Dernière remarque de Pöyry, la flexibilité de la demande sera une variable clef de l’équilibre futur, mais dans ce domaine rien de concret n’apparaît réellement en termes de modes de consommation ou de technologies, et le déploiement de ces dernières risque d’aller lentement.

Marque de progrès en Europe : consommer l’électricité quand elle est disponible, et non quand la population en a besoin ?

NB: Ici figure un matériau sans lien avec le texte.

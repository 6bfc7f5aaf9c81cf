pub mod example_bank;

use std::collections::HashMap;
use std::sync::Arc;

use async_trait::async_trait;
use chrono::{DateTime, Utc};
use serde::{Deserialize, Serialize};
use thiserror::Error;

pub use example_bank::{ExampleBankConnector, ExampleBankEndpoints};

#[derive(Debug, Error)]
pub enum ConnectorError {
    #[error("No bank connector registered for sponsor bank code '{0}'")]
    UnknownBankCode(String),
    #[error("Invalid connector endpoint URL: {0}")]
    InvalidEndpoint(#[from] url::ParseError),
    #[error("Failed to build HTTP client: {0}")]
    ClientBuild(#[from] reqwest::Error),
}

#[derive(Debug, Clone, Copy, PartialEq, Eq, Serialize, Deserialize)]
#[serde(rename_all = "SCREAMING_SNAKE_CASE")]
pub enum CheckFundsStatus {
    Available,
    NotAvailable,
    PendingCheck,
}

#[derive(Debug, Clone)]
pub struct CheckFundsResponse {
    pub status: CheckFundsStatus,
    pub error_code: String,
}

#[derive(Debug, Clone, Copy, PartialEq, Eq, Serialize, Deserialize)]
#[serde(rename_all = "SCREAMING_SNAKE_CASE")]
pub enum BlockFundsStatus {
    BlockSuccess,
    BlockFailure,
}

#[derive(Debug, Clone)]
pub struct BlockFundsResponse {
    pub status: BlockFundsStatus,
    pub block_reference_no: String,
    pub error_code: String,
}

#[derive(Debug, Clone, Copy, PartialEq, Eq, Serialize, Deserialize)]
#[serde(rename_all = "SCREAMING_SNAKE_CASE")]
pub enum PaymentStatus {
    Success,
    Error,
}

#[derive(Debug, Clone)]
pub struct PaymentResponse {
    pub status: PaymentStatus,
    pub error_code: String,
    pub ack_reference_no: String,
}

/// One beneficiary line of a payment instruction. Amounts are minor units.
/// Beneficiary address fields are populated from mapper resolution when it
/// ran; a bank may accept instructions addressed by beneficiary ID alone.
#[derive(Debug, Clone, Serialize, Deserialize)]
pub struct PaymentPayload {
    pub disbursement_id: String,
    pub remitting_account: String,
    pub remitting_account_currency: String,
    pub payment_amount: i64,
    pub funds_blocked_reference_number: String,

    pub beneficiary_id: String,
    pub beneficiary_name: Option<String>,

    pub beneficiary_account: Option<String>,
    pub beneficiary_account_currency: Option<String>,
    pub beneficiary_account_type: Option<String>,
    pub beneficiary_bank_code: Option<String>,
    pub beneficiary_branch_code: Option<String>,

    pub beneficiary_phone_no: Option<String>,
    pub beneficiary_mobile_wallet_provider: Option<String>,

    pub beneficiary_email: Option<String>,
    pub beneficiary_email_wallet_provider: Option<String>,

    pub narrative: Option<String>,
    pub program_mnemonic: Option<String>,
    pub cycle_code_mnemonic: Option<String>,
    pub payment_date: DateTime<Utc>,
}

/// Uniform capability surface over a sponsor bank.
///
/// The three instruction methods fold transport failures into their status
/// enums so a worker never has to unwind across the connector boundary; the
/// three retrieve methods extract reconciliation fields from MT940 statement
/// lines using whatever convention the bank follows.
#[async_trait]
pub trait BankConnector: Send + Sync {
    async fn check_funds(&self, account_number: &str, currency: &str, amount: i64) -> CheckFundsResponse;

    async fn block_funds(&self, account_number: &str, currency: &str, amount: i64) -> BlockFundsResponse;

    async fn initiate_payment(&self, payloads: &[PaymentPayload]) -> PaymentResponse;

    fn retrieve_disbursement_id(
        &self,
        bank_reference: &str,
        customer_reference: &str,
        narratives: &[String],
    ) -> Option<String>;

    fn retrieve_beneficiary_name(&self, narratives: &[String]) -> Option<String>;

    fn retrieve_reversal_reason(&self, narratives: &[String]) -> Option<String>;
}

/// Process-wide registry of connectors keyed by sponsor bank code.
/// Populated once at startup; read-only afterwards.
pub struct BankConnectorFactory {
    connectors: HashMap<String, Arc<dyn BankConnector>>,
}

impl BankConnectorFactory {
    pub fn new() -> Self {
        Self {
            connectors: HashMap::new(),
        }
    }

    pub fn register(mut self, sponsor_bank_code: &str, connector: Arc<dyn BankConnector>) -> Self {
        self.connectors.insert(sponsor_bank_code.to_string(), connector);
        self
    }

    pub fn get(&self, sponsor_bank_code: &str) -> Result<Arc<dyn BankConnector>, ConnectorError> {
        self.connectors
            .get(sponsor_bank_code)
            .cloned()
            .ok_or_else(|| ConnectorError::UnknownBankCode(sponsor_bank_code.to_string()))
    }
}

impl Default for BankConnectorFactory {
    fn default() -> Self {
        Self::new()
    }
}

Steve Holliday, le directeur général de National Grid, a partagé le 1er mars dernier sur Radio 4 sa vision de l’avenir électrique britannique : « Les jours de l’électricité disponible en permanence peuvent arriver à leur fin…Les familles devront s’habituer à utiliser le courant quand il est disponible et non en permanence…Nous aurons à changer notre propre comportement et à consommer le courant quand il est disponible, et disponible pas cher… Le gouvernement cherche à ce que les communautés et les individus prennent le courant entre leurs mains…En tant que société nous avons tous à être clairs sur ce que nous pouvons, et ne pouvons pas, nous permettre. » Est-ce la fin de la continuité d’alimentation ? Un appel à chacun à se doter de générateurs, ou de batteries, pour suppléer le réseau national ou profiter des sauts de production électrique ? L’avenir est-il que les entreprises et les ménages mènent leurs activités quand le vent souffle, plutôt qu’aux heures ouvrables des jours de semaine ?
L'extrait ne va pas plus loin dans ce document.